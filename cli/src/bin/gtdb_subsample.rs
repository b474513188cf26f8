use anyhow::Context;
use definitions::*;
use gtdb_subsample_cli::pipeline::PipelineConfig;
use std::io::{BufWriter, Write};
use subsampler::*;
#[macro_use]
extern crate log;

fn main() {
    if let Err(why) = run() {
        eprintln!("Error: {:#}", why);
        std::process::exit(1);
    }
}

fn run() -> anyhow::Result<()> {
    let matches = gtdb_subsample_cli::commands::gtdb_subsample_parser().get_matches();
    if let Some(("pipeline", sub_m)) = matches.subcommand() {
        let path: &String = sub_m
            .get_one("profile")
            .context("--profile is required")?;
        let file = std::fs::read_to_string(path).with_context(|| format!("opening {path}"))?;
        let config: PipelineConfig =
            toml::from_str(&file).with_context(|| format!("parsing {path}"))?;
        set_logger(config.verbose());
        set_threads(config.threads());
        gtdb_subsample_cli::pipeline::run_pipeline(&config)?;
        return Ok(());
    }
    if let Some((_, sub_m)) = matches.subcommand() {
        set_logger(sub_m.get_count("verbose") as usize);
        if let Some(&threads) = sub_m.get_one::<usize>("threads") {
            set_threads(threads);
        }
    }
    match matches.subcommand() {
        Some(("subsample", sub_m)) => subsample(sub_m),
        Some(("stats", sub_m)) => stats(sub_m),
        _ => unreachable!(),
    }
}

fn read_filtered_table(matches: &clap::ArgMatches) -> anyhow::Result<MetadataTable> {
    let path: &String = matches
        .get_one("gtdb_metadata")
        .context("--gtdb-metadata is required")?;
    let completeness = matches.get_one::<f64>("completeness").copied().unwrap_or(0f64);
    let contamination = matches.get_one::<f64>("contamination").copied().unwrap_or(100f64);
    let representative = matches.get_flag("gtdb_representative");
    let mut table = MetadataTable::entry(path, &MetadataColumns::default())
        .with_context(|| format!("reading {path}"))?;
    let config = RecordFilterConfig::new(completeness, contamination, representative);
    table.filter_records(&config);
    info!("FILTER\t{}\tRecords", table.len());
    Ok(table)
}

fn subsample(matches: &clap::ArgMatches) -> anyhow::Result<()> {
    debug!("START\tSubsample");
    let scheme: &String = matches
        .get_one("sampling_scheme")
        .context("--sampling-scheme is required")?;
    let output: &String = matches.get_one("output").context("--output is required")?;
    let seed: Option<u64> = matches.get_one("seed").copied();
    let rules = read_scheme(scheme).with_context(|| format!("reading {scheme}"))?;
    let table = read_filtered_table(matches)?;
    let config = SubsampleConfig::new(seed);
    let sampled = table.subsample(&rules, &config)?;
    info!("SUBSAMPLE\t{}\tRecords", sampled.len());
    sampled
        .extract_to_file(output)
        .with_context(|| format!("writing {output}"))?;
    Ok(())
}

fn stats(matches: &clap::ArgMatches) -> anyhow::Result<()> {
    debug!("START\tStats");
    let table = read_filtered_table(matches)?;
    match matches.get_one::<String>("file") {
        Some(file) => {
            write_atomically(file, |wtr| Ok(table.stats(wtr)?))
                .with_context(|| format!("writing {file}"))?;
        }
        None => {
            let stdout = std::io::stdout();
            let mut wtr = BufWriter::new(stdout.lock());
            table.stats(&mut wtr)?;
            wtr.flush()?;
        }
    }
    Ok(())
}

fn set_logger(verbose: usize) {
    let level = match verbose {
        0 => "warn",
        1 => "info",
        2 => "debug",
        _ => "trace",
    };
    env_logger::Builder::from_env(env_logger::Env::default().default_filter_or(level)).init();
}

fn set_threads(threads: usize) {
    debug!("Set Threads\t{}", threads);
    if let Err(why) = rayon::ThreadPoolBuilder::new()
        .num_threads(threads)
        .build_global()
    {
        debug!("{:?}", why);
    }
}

----------------------------------------

Restate all the material above, keeping each word as it is.

• **Output of the exercise**:
filename cli/src/bin/gtdb_subsample.rs
repository b474513188cf26f8
use anyhow::Context;
use definitions::*;
use gtdb_subsample_cli::pipeline::PipelineConfig;
use std::io::{BufWriter, Write};
use subsampler::*;
#[macro_use]
extern crate log;

fn main() {
    if let Err(why) = run() {
        eprintln!("Error: {:#}", why);
        std::process::exit(1);
    }
}

fn run() -> anyhow::Result<()> {
    let matches = gtdb_subsample_cli::commands::gtdb_subsample_parser().get_matches();
    if let Some(("pipeline", sub_m)) = matches.subcommand() {
        let path: &String = sub_m
            .get_one("profile")
            .context("--profile is required")?;
        let file = std::fs::read_to_string(path).with_context(|| format!("opening {path}"))?;
        let config: PipelineConfig =
            toml::from_str(&file).with_context(|| format!("parsing {path}"))?;
        set_logger(config.verbose());
        set_threads(config.threads());
        gtdb_subsample_cli::pipeline::run_pipeline(&config)?;
        return Ok(());
    }
    if let Some((_, sub_m)) = matches.subcommand() {
        set_logger(sub_m.get_count("verbose") as usize);
        if let Some(&threads) = sub_m.get_one::<usize>("threads") {
            set_threads(threads);
        }
    }
    match matches.subcommand() {
        Some(("subsample", sub_m)) => subsample(sub_m),
        Some(("stats", sub_m)) => stats(sub_m),
        _ => unreachable!(),
    }
}

fn read_filtered_table(matches: &clap::ArgMatches) -> anyhow::Result<MetadataTable> {
    let path: &String = matches
        .get_one("gtdb_metadata")
        .context("--gtdb-metadata is required")?;
    let completeness = matches.get_one::<f64>("completeness").copied().unwrap_or(0f64);
    let contamination = matches.get_one::<f64>("contamination").copied().unwrap_or(100f64);
    let representative = matches.get_flag("gtdb_representative");
    let mut table = MetadataTable::entry(path, &MetadataColumns::default())
        .with_context(|| format!("reading {path}"))?;
    let config = RecordFilterConfig::new(completeness, contamination, representative);
    table.filter_records(&config);
    info!("FILTER\t{}\tRecords", table.len());
    Ok(table)
}

fn subsample(matches: &clap::ArgMatches) -> anyhow::Result<()> {
    debug!("START\tSubsample");
    let scheme: &String = matches
        .get_one("sampling_scheme")
        .context("--sampling-scheme is required")?;
    let output: &String = matches.get_one("output").context("--output is required")?;
    let seed: Option<u64> = matches.get_one("seed").copied();
    let rules = read_scheme(scheme).with_context(|| format!("reading {scheme}"))?;
    let table = read_filtered_table(matches)?;
    let config = SubsampleConfig::new(seed);
    let sampled = table.subsample(&rules, &config)?;
    info!("SUBSAMPLE\t{}\tRecords", sampled.len());
    sampled
        .extract_to_file(output)
        .with_context(|| format!("writing {output}"))?;
    Ok(())
}

fn stats(matches: &clap::ArgMatches) -> anyhow::Result<()> {
    debug!("START\tStats");
    let table = read_filtered_table(matches)?;
    match matches.get_one::<String>("file") {
        Some(file) => {
            write_atomically(file, |wtr| Ok(table.stats(wtr)?))
                .with_context(|| format!("writing {file}"))?;
        }
        None => {
            let stdout = std::io::stdout();
            let mut wtr = BufWriter::new(stdout.lock());
            table.stats(&mut wtr)?;
            wtr.flush()?;
        }
    }
    Ok(())
}

fn set_logger(verbose: usize) {
    let level = match verbose {
        0 => "warn",
        1 => "info",
        2 => "debug",
        _ => "trace",
    };
    env_logger::Builder::from_env(env_logger::Env::default().default_filter_or(level)).init();
}

fn set_threads(threads: usize) {
    debug!("Set Threads\t{}", threads);
    if let Err(why) = rayon::ThreadPoolBuilder::new()
        .num_threads(threads)
        .build_global()
    {
        debug!("{:?}", why);
    }
}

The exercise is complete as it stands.